コードの追加が完了したら、アプリケーションをビルドして実行します。

セッション情報の詳Analysisを確認するとclickが表示されています。
image.png

Datailsを開いてPerform waterfall analysisボタンをクリックし、イベントの詳細ページを開きます。画面下部にReported valuesreportValueで指定したNameとValueを確認することができます。
image.png

reportValueメソッドでレポートできる型は文字列以外にも、int型、double型などにも対応しております。
DTXAction (Dynatrace Android OneAgent API - 8.229.1.1003)に詳細が記載されております。
カスタムイベントを作成するだけでなく既存のアクションを拡張、修正することも可能です。詳細はMonitoring capabilities of Dynatrace Android Gradle plugin | Dynatrace Documentationをご確認ください。

また、値だけでなくエラーもレポートすることが可能です。

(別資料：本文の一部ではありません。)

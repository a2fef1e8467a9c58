//! `reqwest` implementation of [`HttpBackend`].

use std::time::Duration;

use async_trait::async_trait;
use log::debug;
use reqwest::{multipart, Client};

use super::{ApiRequest, HttpBackend, Method, RawResponse, RequestBody};
use crate::error::{ConsoleError, Result};

/// Talks to the backend over HTTP.
#[derive(Debug, Clone)]
pub struct ReqwestBackend {
    client: Client,
    base_url: String,
}

impl ReqwestBackend {
    /// Creates a backend rooted at `base_url` (for example
    /// `http://localhost:8080`).
    ///
    /// # Errors
    ///
    /// Returns `ConsoleError::Configuration` if the HTTP client cannot be
    /// constructed.
    pub fn new(base_url: impl Into<String>, timeout: Duration) -> Result<Self> {
        let client = Client::builder()
            .timeout(timeout)
            .build()
            .map_err(|e| ConsoleError::Configuration {
                message: format!("Failed to build HTTP client: {e}"),
            })?;
        Ok(Self {
            client,
            base_url: base_url.into().trim_end_matches('/').to_string(),
        })
    }

    pub fn base_url(&self) -> &str {
        &self.base_url
    }

    fn url(&self, path: &str) -> String {
        format!("{}/{}", self.base_url, path.trim_start_matches('/'))
    }
}

#[async_trait]
impl HttpBackend for ReqwestBackend {
    async fn send(&self, request: &ApiRequest) -> Result<RawResponse> {
        let url = self.url(&request.path);
        let mut builder = match request.method {
            Method::Get => self.client.get(&url),
            Method::Post => self.client.post(&url),
            Method::Put => self.client.put(&url),
            Method::Delete => self.client.delete(&url),
        };
        if !request.query.is_empty() {
            builder = builder.query(&request.query);
        }
        if let Some(token) = &request.bearer {
            builder = builder.bearer_auth(token);
        }
        builder = match &request.body {
            RequestBody::Empty => builder,
            RequestBody::Json(body) => builder.json(body),
            RequestBody::Multipart(part) => {
                let file = multipart::Part::bytes(part.bytes.clone())
                    .file_name(part.file_name.clone());
                let mut form = multipart::Form::new().part(part.field.clone(), file);
                for (name, value) in &part.fields {
                    form = form.text(name.clone(), value.clone());
                }
                builder.multipart(form)
            }
        };

        debug!("{request}");
        let response = builder.send().await.map_err(ConsoleError::network)?;
        let status = response.status().as_u16();
        let body = response.text().await.map_err(ConsoleError::network)?;
        debug!("{request} -> {status}");
        Ok(RawResponse { status, body })
    }
}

こちらも詳細はOneAgent SDK for Android | Dynatrace Documentationに記載されております。

カスタムイベントを実行したセッションの一覧表示

左メニューのDigital ExperienceからSession segmentationをクリックします。
image.png

Filterd byフィールドでUser action nameを選び、先ほど作成したカスタムアクション名を入力します。そうすることでこのアクションを実行したユーザーセッションのみを表示することが可能です。
image.png

カスタムプロパティの設定

Dynatraceではさらに便利な機能として、カスタムプロパティという機能があります。アプリケーションから送られてきたreportValueカスタムプロパティとして設定することでユーザーセッションの一覧に表示することが可能となります。

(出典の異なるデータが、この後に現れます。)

//! Business-rule violation values.

use std::fmt;

use serde::{Deserialize, Serialize};

/// Checks the client performs itself before contacting the backend.
///
/// These live in their own namespace so they can never be confused with the
/// administratively numbered rules configured on the server.
#[derive(Debug, Clone, Copy, Serialize, Deserialize, PartialEq, Eq, Hash)]
#[serde(rename_all = "SCREAMING_SNAKE_CASE")]
pub enum ClientRule {
    /// A day-wise row reports more actual quantity than was planned
    ActualExceedsPlanned,
}

impl ClientRule {
    /// Stable identifier used in rendered output and logs.
    pub fn code(&self) -> &'static str {
        match self {
            ClientRule::ActualExceedsPlanned => "ACTUAL_EXCEEDS_PLANNED",
        }
    }
}

/// Identifies which rule produced a violation.
#[derive(Debug, Clone, Copy, Serialize, Deserialize, PartialEq, Eq, Hash)]
#[serde(tag = "source", content = "id", rename_all = "lowercase")]
pub enum RuleRef {
    /// A rule configured and evaluated on the backend, by rule number
    Server(i32),
    /// A backend violation that arrived without a rule number
    Unnumbered,
    /// A local pre-flight check
    Client(ClientRule),
}

impl fmt::Display for RuleRef {
    fn fmt(&self, f: &mut fmt::Formatter<'_>) -> fmt::Result {
        match self {
            RuleRef::Server(number) => write!(f, "Rule #{number}"),
            RuleRef::Unnumbered => write!(f, "Business rule"),
            RuleRef::Client(rule) => write!(f, "Client check {}", rule.code()),
        }
    }
}

/// A structured rule failure. Transient: it lives for one display and has no
/// identity of its own.
///
/// Backend text is carried verbatim; nothing in the client rewords it.
#[derive(Debug, Clone, Serialize, Deserialize, PartialEq, Eq)]
pub struct BusinessRuleViolation {
    pub rule: RuleRef,
    pub message: String,
    #[serde(default, skip_serializing_if = "Option::is_none")]
    pub hint: Option<String>,
}

impl BusinessRuleViolation {
    /// Builds the violation reported by the local over-plan guard.
    pub fn actual_exceeds_planned(offending_rows: usize) -> Self {
        Self {
            rule: RuleRef::Client(ClientRule::ActualExceedsPlanned),
            message: format!(
                "Actual quantity cannot exceed planned quantity. Found {offending_rows} violation(s)."
            ),
            hint: Some(
                "Adjust actual quantities to be less than or equal to planned quantities."
                    .to_string(),
            ),
        }
    }

    /// True when the violation came from a local pre-flight check.
    pub fn is_local(&self) -> bool {
        matches!(self.rule, RuleRef::Client(_))
    }
}

impl fmt::Display for BusinessRuleViolation {
    fn fmt(&self, f: &mut fmt::Formatter<'_>) -> fmt::Result {
        write!(f, "{}: {}", self.rule, self.message)
    }
}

左メニューのDigital ExperienceからMobileをクリックします。そして、表示されたアプリケーション一覧からカスタムプロパティを設定したいアプリケーションを選択します。
image.png

image.png

右上にあるをクリックしEditを選択して設定画面を表示します。
image.png

設定項目のうちSession and user action propertiesをクリックします。
image.png

Add propertyボタンをクリックして、必要な項目を入力します。

  • NameフィールドにはSDKがレポートする値を入力します。
  • Display nameKeyにも同様の値を入力します。
  • 必要に応じてStore as user action propertyStore as session propertyを有効にします。少なくともどちらか片方は有効にする必要があります。
    全て入力が終わったらSave propertyボタンをクリックします。
    image.png

以上の手順で、カスタムプロパティを作成することができます。

カスタムプロパティのセッション一覧の表示

カスタムイベントを実行したセッションの一覧表示と同様の手順でSession segmentationを表示します。Filtered byでSession propertiesから先ほど作成したproperty種別を選択します。今回の例ではStringですので、String propertyを選択します。
image.png

フィルタリング内容が表示されますので、絞り込むことで該当のセッションの一覧を表示することが可能になります。
image.png

1点注意点として、カスタムプロパティを作成した以降のセッションが対象となります。また、Live Sessionはフィルタリングの対象外となります。

おわりに

モバイルアプリの利用はこれからますます増加していくと言われています。そのような状況の中で利用者のユーザーエクスペリエンスを測定し満足度を向上させることは非常に重要です。Dynatraceではモバイルアプリへの導入も非常に容易に行うことが可能です。今回紹介しきれなかった機能も含め、モバイルアプリの監視に非常に有用ですので、気になった方はぜひ試してみてください。